The Saudis are also investing in ‘hard power’. They are planning to roughly double the size of their armed forces over the next decade.  The intervention of the Saudi-led Peninsula Shield force in Bahrain earlier this year was one of the most significant events of the regional turmoil of 2011. It was the herald of a new period of Saudi proactive activity to contain Iran, of which the diplomatic action against Syria forms an additional element.

The strength of Saudi opposition to Iranian ambitions is not to be taken entirely for granted. Riyadh is dependent on US military support. Should a serious reduction of US commitment to Saudi and Gulf security take place, it is conceivable that at some stage Riyadh could seek an accommodation with Iran.

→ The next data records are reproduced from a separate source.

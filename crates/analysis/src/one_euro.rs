//! Speed-adaptive low-pass ("One Euro") filter.
//!
//! Smooths hard while the signal is slow and relaxes the cutoff as the
//! signal speeds up, so jitter is removed at rest without lagging behind
//! fast motion.

use std::f64::consts::PI;

use model::{Sample, Vec3};
use serde::{Deserialize, Serialize};

use crate::error::{non_negative, positive, ConfigError};

#[derive(Clone, Copy, Serialize, Deserialize, Debug, PartialEq)]
#[serde(default)]
pub struct OneEuroConfig {
    /// Nominal sample rate (Hz). Replaced by the observed rate once samples flow.
    frequency: f64,
    /// Cutoff (Hz) at zero speed; lower means smoother at rest.
    min_cutoff: f64,
    /// How fast the cutoff grows with speed.
    beta: f64,
    /// Cutoff (Hz) for the derivative estimate.
    d_cutoff: f64,
}

impl Default for OneEuroConfig {
    fn default() -> Self {
        Self {
            frequency: 60.0,
            min_cutoff: 1.0,
            beta: 0.007,
            d_cutoff: 1.0,
        }
    }
}

impl OneEuroConfig {
    pub fn new(
        frequency: f64,
        min_cutoff: f64,
        beta: f64,
        d_cutoff: f64,
    ) -> Result<Self, ConfigError> {
        let mut cfg = Self::default();
        cfg.set_frequency(frequency)?;
        cfg.set_min_cutoff(min_cutoff)?;
        cfg.set_beta(beta)?;
        cfg.set_d_cutoff(d_cutoff)?;
        Ok(cfg)
    }

    pub fn frequency(&self) -> f64 {
        self.frequency
    }

    pub fn min_cutoff(&self) -> f64 {
        self.min_cutoff
    }

    pub fn beta(&self) -> f64 {
        self.beta
    }

    pub fn d_cutoff(&self) -> f64 {
        self.d_cutoff
    }

    pub fn set_frequency(&mut self, v: f64) -> Result<(), ConfigError> {
        self.frequency = positive("frequency", v)?;
        Ok(())
    }

    pub fn set_min_cutoff(&mut self, v: f64) -> Result<(), ConfigError> {
        self.min_cutoff = positive("min_cutoff", v)?;
        Ok(())
    }

    pub fn set_beta(&mut self, v: f64) -> Result<(), ConfigError> {
        self.beta = non_negative("beta", v)?;
        Ok(())
    }

    pub fn set_d_cutoff(&mut self, v: f64) -> Result<(), ConfigError> {
        self.d_cutoff = positive("d_cutoff", v)?;
        Ok(())
    }
}

/// Smoothing factor for a first-order low-pass at `cutoff` Hz sampled at `frequency` Hz.
pub fn smoothing_alpha(cutoff: f64, frequency: f64) -> f64 {
    let tau = 1.0 / (2.0 * PI * cutoff);
    let te = 1.0 / frequency;
    1.0 / (1.0 + tau / te)
}

/// `y[n] = a*x[n] + (1-a)*y[n-1]`, seeded with the first input.
#[derive(Clone, Copy, Debug, Default)]
struct LowPass {
    last: Option<f64>,
}

impl LowPass {
    fn apply(&mut self, x: f64, alpha: f64) -> f64 {
        let y = match self.last {
            None => x,
            Some(prev) => alpha * x + (1.0 - alpha) * prev,
        };
        self.last = Some(y);
        y
    }

    fn seed(&mut self, x: f64) {
        self.last = Some(x);
    }
}

#[derive(Clone, Debug)]
pub struct OneEuroFilter {
    config: OneEuroConfig,
    rate: f64,
    x: LowPass,
    dx: LowPass,
    last_timestamp: Option<f64>,
}

impl OneEuroFilter {
    pub fn new(config: OneEuroConfig) -> Self {
        Self {
            config,
            rate: config.frequency,
            x: LowPass::default(),
            dx: LowPass::default(),
            last_timestamp: None,
        }
    }

    pub fn config(&self) -> &OneEuroConfig {
        &self.config
    }

    /// Tuning applies from the next call; the filter state is kept.
    pub fn config_mut(&mut self) -> &mut OneEuroConfig {
        &mut self.config
    }

    /// Rate derived from the last accepted timestamp step.
    pub fn observed_frequency(&self) -> f64 {
        self.rate
    }

    /// Last smoothed value, if any sample has been seen since the last reset.
    pub fn value(&self) -> Option<f64> {
        self.x.last
    }

    pub fn filter(&mut self, value: f64, timestamp: f64) -> f64 {
        let (Some(last_ts), Some(prev)) = (self.last_timestamp, self.x.last) else {
            self.x.seed(value);
            self.dx.seed(0.0);
            self.last_timestamp = Some(timestamp);
            return value;
        };

        let dt = timestamp - last_ts;
        if dt <= 0.0 || !dt.is_finite() {
            return prev;
        }
        self.rate = 1.0 / dt;

        let raw_derivative = (value - prev) * self.rate;
        let derivative = self
            .dx
            .apply(raw_derivative, smoothing_alpha(self.config.d_cutoff, self.rate));
        let cutoff = self.config.min_cutoff + self.config.beta * derivative.abs();
        let out = self.x.apply(value, smoothing_alpha(cutoff, self.rate));

        self.last_timestamp = Some(timestamp);
        out
    }

    pub fn reset(&mut self) {
        self.x = LowPass::default();
        self.dx = LowPass::default();
        self.last_timestamp = None;
        self.rate = self.config.frequency;
    }
}

/// Three independent axis filters driven by a shared timestamp.
#[derive(Clone, Debug)]
pub struct OneEuroFilter3 {
    x: OneEuroFilter,
    y: OneEuroFilter,
    z: OneEuroFilter,
}

impl OneEuroFilter3 {
    pub fn new(config: OneEuroConfig) -> Self {
        Self {
            x: OneEuroFilter::new(config),
            y: OneEuroFilter::new(config),
            z: OneEuroFilter::new(config),
        }
    }

    /// Filters the coordinates; every other field of `sample` is passed through.
    pub fn filter(&mut self, sample: &Sample) -> Sample {
        let t = sample.timestamp;
        sample.with_position(Vec3::new(
            self.x.filter(sample.x, t),
            self.y.filter(sample.y, t),
            self.z.filter(sample.z, t),
        ))
    }

    pub fn set_config(&mut self, config: OneEuroConfig) {
        for f in [&mut self.x, &mut self.y, &mut self.z] {
            *f.config_mut() = config;
        }
    }

    pub fn reset(&mut self) {
        self.x.reset();
        self.y.reset();
        self.z.reset();
    }
}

For its part, Qatar decided to abandon Damascus at an early stage of the uprising against Assad. Qatar had previously been a supporter of Assad. In recent years, Qatar has used its wealth to project regional influence out of all proportion to the size of its tiny population. It apparently concluded that in the battle for influence in the Arab world – which it has played so successfully in recent years – supporting a repressive, non-Sunni regime at war with a largely Sunni population was inadvisable.

Qatari and Saudi interests thus came together on the issue of Syria, which is fast becoming a cause célèbre in the Sunni Arab world. Their growing influence in the region comes at a time when other potential major players are marginalised. Egypt is currently engaged with internal turmoil, which is likely to prevent it from projecting its regional influence, at least for the time being. Iraq is only now emerging from US occupation and is in any case now a Shia-dominated state, which is likely to be heavily influenced by Iran.

What does this mean for Israel?

Despite Riyadh’s very hostile attitude to Israel on an ideological level, the interests of the two countries converge when it comes to opposing Iranian influence, and that of Hezbollah in Lebanon and Assad’s Syria. As such, a more active Saudi Arabia in regional affairs has benefits for Israel.

Israel has no control over in the outcome of the current conflict within Syria; it can only watch and react to events. It is impossible to predict the precise nature of a post-Assad regime in Syria. Any process of regime change looks likely to be unstable, and could result in a weak and divided state. But Syria is 75 percent Sunni, and it is very likely that if Assad falls, he will be replaced by a Sunni regime of one kind or another. Whilst such a regime may not be friendly to Israel, it will very probably be hostile to Iran. For Iranian regional ambitions, the loss of a friendly regime in Damascus will have very negative consequences, since it will remove the possibility of a contiguous chain of pro-Iranian states reaching to the Mediterranean, and will leave Hezbollah isolated and without a land supply line in the event of conflict.

More broadly, given that US power has the appearance of waning in the Gulf, and with Mubarak gone, it is welcome for Israel that the Saudis appear to be leading the Gulf states in containing Iranian influence, rather than accommodating Iran.